When a Steadfast Love Wrecks Your Heart
This verse. It's been ringing in my head for days. The words are so simple but they're so powerful. They humble me because they're quite honestly the opposite of me, if I really look at my truest core. I'm reminded in this one, short, little verse how human I am, how broken I am, how much growing I still have to do.
Forgiving. Compassionate. Generous. Kind. Softhearted.
That's God. And then there's me: unforgiving, quick to judge, selfish, wild-hearted.
Courteous. Kind. Patient.That's God.
Slow to anger.
That's God. And then there's me: far too quick to jump to anger, easily frustrated and annoyed.
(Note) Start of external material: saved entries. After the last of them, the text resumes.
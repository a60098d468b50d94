pub mod executable;
pub mod syscall;
pub mod transfer;
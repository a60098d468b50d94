use alloc::{vec, vec::Vec};
use core::fmt;

const BITS_IN_BYTE: usize = 8;

/// A fixed-size set of numbered slots, each either in use or free.
///
/// Backs both the free-sector map of the file system and the per-process
/// record of which pages have an image in swap. Not internally synchronized:
/// callers hold whatever lock guards the resource the bits describe.
#[derive(Clone, PartialEq, Eq)]
pub struct Bitmap {
    num_bits: usize,
    map: Vec<u8>,
}

impl Bitmap {
    /// All `num_bits` slots start out free.
    pub fn new(num_bits: usize) -> Self {
        Self {
            num_bits,
            map: vec![0; num_bits.div_ceil(BITS_IN_BYTE)],
        }
    }

    fn locate(&self, which: usize) -> (usize, u8) {
        assert!(
            which < self.num_bits,
            "bit {which} out of range for a map of {} bits",
            self.num_bits
        );
        (which / BITS_IN_BYTE, 1 << (which % BITS_IN_BYTE))
    }

    pub fn mark(&mut self, which: usize) {
        let (byte, mask) = self.locate(which);
        self.map[byte] |= mask;
    }

    pub fn clear(&mut self, which: usize) {
        let (byte, mask) = self.locate(which);
        self.map[byte] &= !mask;
    }

    pub fn test(&self, which: usize) -> bool {
        let (byte, mask) = self.locate(which);
        self.map[byte] & mask != 0
    }

    /// Marks and returns the lowest free slot, or `None` if every slot is in use.
    pub fn find(&mut self) -> Option<usize> {
        let which = (0..self.num_bits).find(|&i| !self.test(i))?;
        self.mark(which);
        Some(which)
    }

    pub fn count_clear(&self) -> usize {
        (0..self.num_bits).filter(|&i| !self.test(i)).count()
    }

    pub fn num_bits(&self) -> usize {
        self.num_bits
    }

    /// The flat bit region, least significant bit first within each byte.
    pub fn as_bytes(&self) -> &[u8] {
        &self.map
    }

    /// Replaces the contents with a region produced by [`Bitmap::as_bytes`].
    ///
    /// Bytes past the end of `bytes` are taken as free.
    pub fn load(&mut self, bytes: &[u8]) {
        let len = self.map.len().min(bytes.len());
        self.map.fill(0);
        self.map[..len].copy_from_slice(&bytes[..len]);
    }
}

impl fmt::Display for Bitmap {
    fn fmt(&self, f: &mut fmt::Formatter) -> fmt::Result {
        write!(f, "Bitmap set:")?;
        for i in (0..self.num_bits).filter(|&i| self.test(i)) {
            write!(f, " {i}")?;
        }
        writeln!(f)
    }
}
Abounding in steadfast love.
His love is plentiful, resolute, unwavering, loyal, faithful, devoted, dedicated, dependable, true, constant, solid...
That's not me.
My love, I'm more than aware, is so very conditional. My heart is neither steady nor faithful, but instead reckless and wandering and always prone to doubting or disconnecting. I'm more likely to judge than to show mercy, more likely to turn a blind eye than engage, more likely to hold grudges instead of offer forgiveness.
I'm so aware of my shortcomings. I'm so aware of all the ways I'm nothing like God. And although I'm not proud of them, I deeply desire to name them and bring them to the light, because they're the places where growth, healing, and transformation can happen.
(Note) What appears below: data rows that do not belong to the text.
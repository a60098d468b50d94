use super::block_error::BlockError;
use crate::sync::mutex::Mutex;
use alloc::{boxed::Box, vec, vec::Vec};
use core::fmt;
use sectoros_shared::sizes::SECTOR_SIZE;

/// Index of a disk sector.
pub type BlockSector = u32;

/// Lower-level interface to a sector-addressed device.
///
/// Implementations may assume the sector is in range and the buffer is exactly
/// [`SECTOR_SIZE`] bytes; [`SynchDisk`] checks both before delegating.
pub trait BlockDevice: Send {
    /// Read a sector
    fn read(&mut self, sector: BlockSector, buf: &mut [u8]);
    /// Write a sector
    fn write(&mut self, sector: BlockSector, buf: &[u8]);
    /// Device size in sectors
    fn num_sectors(&self) -> BlockSector;
}

/// A RAM-backed disk.
pub struct MemDisk {
    data: Vec<u8>,
}

impl MemDisk {
    /// A zero-filled disk of `num_sectors` sectors.
    pub fn new(num_sectors: usize) -> Self {
        Self {
            data: vec![0; num_sectors * SECTOR_SIZE],
        }
    }

    /// Wraps a raw disk image.
    pub fn from_image(image: Vec<u8>) -> Result<Self, BlockError> {
        if image.is_empty() || image.len() % SECTOR_SIZE != 0 {
            return Err(BlockError::ImageInvalid);
        }
        Ok(Self { data: image })
    }

    pub fn into_image(self) -> Vec<u8> {
        self.data
    }

    fn range(sector: BlockSector) -> core::ops::Range<usize> {
        let start = sector as usize * SECTOR_SIZE;
        start..start + SECTOR_SIZE
    }
}

impl BlockDevice for MemDisk {
    fn read(&mut self, sector: BlockSector, buf: &mut [u8]) {
        buf.copy_from_slice(&self.data[Self::range(sector)]);
    }

    fn write(&mut self, sector: BlockSector, buf: &[u8]) {
        self.data[Self::range(sector)].copy_from_slice(buf);
    }

    fn num_sectors(&self) -> BlockSector {
        (self.data.len() / SECTOR_SIZE) as BlockSector
    }
}

struct DiskState {
    device: Box<dyn BlockDevice>,
    read_count: u32,
    write_count: u32,
}

/// A disk that serves one request at a time.
///
/// All file system traffic goes through here; concurrent callers queue on the
/// device lock in arrival order.
pub struct SynchDisk {
    state: Mutex<DiskState>,
    num_sectors: BlockSector,
}

impl SynchDisk {
    pub fn new(device: impl BlockDevice + 'static) -> Self {
        let num_sectors = device.num_sectors();
        Self {
            state: Mutex::new(DiskState {
                device: Box::new(device),
                read_count: 0,
                write_count: 0,
            }),
            num_sectors,
        }
    }

    fn verify_buffer(buf: &[u8]) -> Result<(), BlockError> {
        if buf.len() != SECTOR_SIZE {
            return Err(BlockError::BufferInvalid);
        }
        Ok(())
    }

    fn check_sector(&self, sector: BlockSector) -> Result<(), BlockError> {
        if sector >= self.num_sectors {
            return Err(BlockError::SectorOutOfBounds);
        }
        Ok(())
    }

    /// Reads `sector` into `buf`, which must be exactly one sector long.
    pub fn read_sector(&self, sector: BlockSector, buf: &mut [u8]) -> Result<(), BlockError> {
        self.check_sector(sector)?;
        Self::verify_buffer(buf)?;

        let mut state = self.state.lock();
        state.device.read(sector, buf);
        state.read_count += 1;
        Ok(())
    }

    /// Writes `buf`, which must be exactly one sector long, to `sector`.
    pub fn write_sector(&self, sector: BlockSector, buf: &[u8]) -> Result<(), BlockError> {
        self.check_sector(sector)?;
        Self::verify_buffer(buf)?;

        let mut state = self.state.lock();
        state.device.write(sector, buf);
        state.write_count += 1;
        Ok(())
    }

    pub fn num_sectors(&self) -> BlockSector {
        self.num_sectors
    }

    /// Copies the whole device into a raw image.
    pub fn dump(&self) -> Result<Vec<u8>, BlockError> {
        let mut image = vec![0; self.num_sectors as usize * SECTOR_SIZE];
        for (sector, chunk) in image.chunks_exact_mut(SECTOR_SIZE).enumerate() {
            self.read_sector(sector as BlockSector, chunk)?;
        }
        Ok(image)
    }

    /// Returns `(reads, writes)` served so far.
    pub fn stats(&self) -> (u32, u32) {
        let state = self.state.lock();
        (state.read_count, state.write_count)
    }
}

impl fmt::Display for SynchDisk {
    fn fmt(&self, f: &mut fmt::Formatter) -> fmt::Result {
        let (reads, writes) = self.stats();
        write!(
            f,
            "disk: {:04} sectors, {:04} read, {:04} write",
            self.num_sectors, reads, writes
        )
    }
}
Identifying and naming my faults is the first step in freedom. Defining my weaknesses is the beginning of building strength. Realizing my broken humanity humbles me to a place where I realize my desperate need for salvation and for my Savior who offers it.
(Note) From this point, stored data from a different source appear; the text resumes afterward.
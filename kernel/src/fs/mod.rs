//! Hierarchical file system over a sector-addressed disk.
//!
//! On-disk layout:
//!   Sector 0: file header of the free-sector bitmap
//!   Sector 1: file header of the root directory
//!   Every other sector is a file header, directory table data or file data,
//!   as recorded in the bitmap.
//!
//! Files are chains of one-sector headers. Each header maps up to
//! [`NUM_DIRECT`] data sectors and links the next header of the chain, so a
//! file grows by appending headers rather than by rewriting its first one.

pub mod bitmap;
mod check;
pub mod directory;
pub mod file_header;
pub mod file_system;
pub mod open_file;
mod volume;

pub use bitmap::Bitmap;
pub use directory::{Directory, DirectoryEntry};
pub use file_header::{FileHeader, RawFileHeader};
pub use file_system::FileSystem;
pub use open_file::OpenFile;
pub use volume::SectorPhase;

use crate::block::{BlockError, BlockSector};
use core::mem::size_of;
use sectoros_shared::sizes::SECTOR_SIZE;

pub const FREE_MAP_SECTOR: BlockSector = 0;
pub const DIRECTORY_SECTOR: BlockSector = 1;

/// Direct data sectors mapped by one file header: whatever is left of a
/// sector after the two counters and the link to the next header.
pub const NUM_DIRECT: usize = (SECTOR_SIZE - 2 * size_of::<u32>()) / size_of::<u32>() - 1;
/// Bytes of data a single header can map.
pub const HEADER_CAPACITY: usize = NUM_DIRECT * SECTOR_SIZE;

pub const FILE_NAME_MAX_LEN: usize = 15;
pub const MAX_DIR_LEVEL: usize = 10;
pub const FILE_PATH_MAX_LEN: usize = FILE_NAME_MAX_LEN * MAX_DIR_LEVEL;

/// Slots in a freshly created directory table.
pub const NUM_DIR_ENTRIES: usize = 10;

#[derive(Clone, Copy, PartialEq, Eq, Debug)]
pub enum Error {
    /// directory entry not found, or the file is being removed
    NotFound,
    /// a path component names something that isn't a directory
    NotDirectory,
    /// operation expecting a file called with a directory
    IsDirectory,
    /// no free sectors left on the disk
    NoSpace,
    /// name already present in the target directory
    Exists,
    /// called remove on a directory that still has entries
    NotEmpty,
    /// the directory is the current working directory
    Busy,
    /// a path component is longer than [`FILE_NAME_MAX_LEN`]
    NameTooLong,
    /// a path has more than [`MAX_DIR_LEVEL`] components
    PathTooDeep,
    /// an empty path, or one that names no entry
    InvalidPath,
    /// the underlying disk rejected a transfer
    Device(BlockError),
}

impl core::fmt::Display for Error {
    fn fmt(&self, f: &mut core::fmt::Formatter<'_>) -> core::fmt::Result {
        match self {
            Self::NotFound => write!(f, "not found"),
            Self::NotDirectory => write!(f, "not a directory"),
            Self::IsDirectory => write!(f, "is a directory"),
            Self::NoSpace => write!(f, "no space left on device"),
            Self::Exists => write!(f, "destination already exists"),
            Self::NotEmpty => write!(f, "directory not empty"),
            Self::Busy => write!(f, "directory in use"),
            Self::NameTooLong => write!(f, "file name too long"),
            Self::PathTooDeep => write!(f, "path too deep"),
            Self::InvalidPath => write!(f, "invalid path"),
            Self::Device(err) => write!(f, "device error: {err}"),
        }
    }
}

impl core::error::Error for Error {}

impl From<BlockError> for Error {
    fn from(err: BlockError) -> Self {
        Self::Device(err)
    }
}

pub type Result<T> = core::result::Result<T, Error>;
This doesn't feel like a destructive realization. It's the total opposite-- it's a freeing, eye-opening revelation.
I've had moments like this before, when I realized how messy my heart really was, and I ran from the truth of it. I thought it would be easier to try to hide from it, to push it away, to pretend like it wasn't there at all. Adam and Eve did this too. They tried to hide their guilt and shame with the flimsy covering of some leaves...and the Lord found them in it anyway.
I can't run. I can't hide. And I don't want to.
I want to instead lean in, to press onward, to sit at the feet of my Creator and King and give all of my broken, messy, reckless heart to Him, knowing that the words of that little verse are so true. He is merciful. He is gracious. He is slow to anger. He is abounding in steadfast love. Nothing I have done or will do or have said or will say or have felt or will feel will change that.
He is steadfast.
He gives mercy I don't deserve. He gives grace I'm unworthy of. He loves me endlessly, faithfully, wholly.
He is changing my heart day by day. He is teaching me how to look and love more like Him. I've come far, and have further still to go.
How grateful I am for a steadfast Love. How grateful I am for a God who is Love.